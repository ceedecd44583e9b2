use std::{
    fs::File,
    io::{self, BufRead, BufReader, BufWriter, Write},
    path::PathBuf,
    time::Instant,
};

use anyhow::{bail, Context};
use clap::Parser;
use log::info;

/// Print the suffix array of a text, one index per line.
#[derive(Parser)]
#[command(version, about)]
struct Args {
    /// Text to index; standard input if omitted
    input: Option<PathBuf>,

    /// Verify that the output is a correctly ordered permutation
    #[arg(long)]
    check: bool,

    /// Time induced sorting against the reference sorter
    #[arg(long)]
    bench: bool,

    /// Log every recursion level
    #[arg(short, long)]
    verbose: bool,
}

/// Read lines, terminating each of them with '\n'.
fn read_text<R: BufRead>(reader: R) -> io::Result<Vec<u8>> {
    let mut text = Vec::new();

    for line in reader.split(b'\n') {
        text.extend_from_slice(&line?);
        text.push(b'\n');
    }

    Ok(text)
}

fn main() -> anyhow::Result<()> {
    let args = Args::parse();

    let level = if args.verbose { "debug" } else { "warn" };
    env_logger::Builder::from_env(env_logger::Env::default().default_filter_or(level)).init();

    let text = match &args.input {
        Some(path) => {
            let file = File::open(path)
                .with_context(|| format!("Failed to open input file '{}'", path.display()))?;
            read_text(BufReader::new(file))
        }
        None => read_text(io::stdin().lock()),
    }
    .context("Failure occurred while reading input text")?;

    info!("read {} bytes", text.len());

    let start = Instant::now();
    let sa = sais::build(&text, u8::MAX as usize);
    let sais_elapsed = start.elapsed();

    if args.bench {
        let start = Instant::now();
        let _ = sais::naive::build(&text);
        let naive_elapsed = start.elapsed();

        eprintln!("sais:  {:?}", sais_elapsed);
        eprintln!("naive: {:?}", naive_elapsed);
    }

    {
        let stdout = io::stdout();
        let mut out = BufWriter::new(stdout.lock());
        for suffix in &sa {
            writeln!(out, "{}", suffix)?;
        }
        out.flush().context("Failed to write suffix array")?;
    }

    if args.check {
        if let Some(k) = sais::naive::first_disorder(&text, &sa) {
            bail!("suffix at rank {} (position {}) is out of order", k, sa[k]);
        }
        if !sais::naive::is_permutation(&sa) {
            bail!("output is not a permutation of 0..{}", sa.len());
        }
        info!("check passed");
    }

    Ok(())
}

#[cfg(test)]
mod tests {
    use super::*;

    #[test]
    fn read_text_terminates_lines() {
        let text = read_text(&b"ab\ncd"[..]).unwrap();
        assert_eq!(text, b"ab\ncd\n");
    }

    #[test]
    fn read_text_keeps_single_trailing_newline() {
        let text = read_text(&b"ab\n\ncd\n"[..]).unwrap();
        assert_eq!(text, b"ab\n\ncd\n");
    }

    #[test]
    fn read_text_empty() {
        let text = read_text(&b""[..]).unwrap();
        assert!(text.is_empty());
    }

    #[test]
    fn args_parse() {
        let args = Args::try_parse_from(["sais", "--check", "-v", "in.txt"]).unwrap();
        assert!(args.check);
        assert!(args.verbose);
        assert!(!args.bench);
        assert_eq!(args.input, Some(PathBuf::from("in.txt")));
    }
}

▶ Your goal
From the material above, state how many lines hold the word "start", giving nothing but the number.

▶ Output of the exercise
4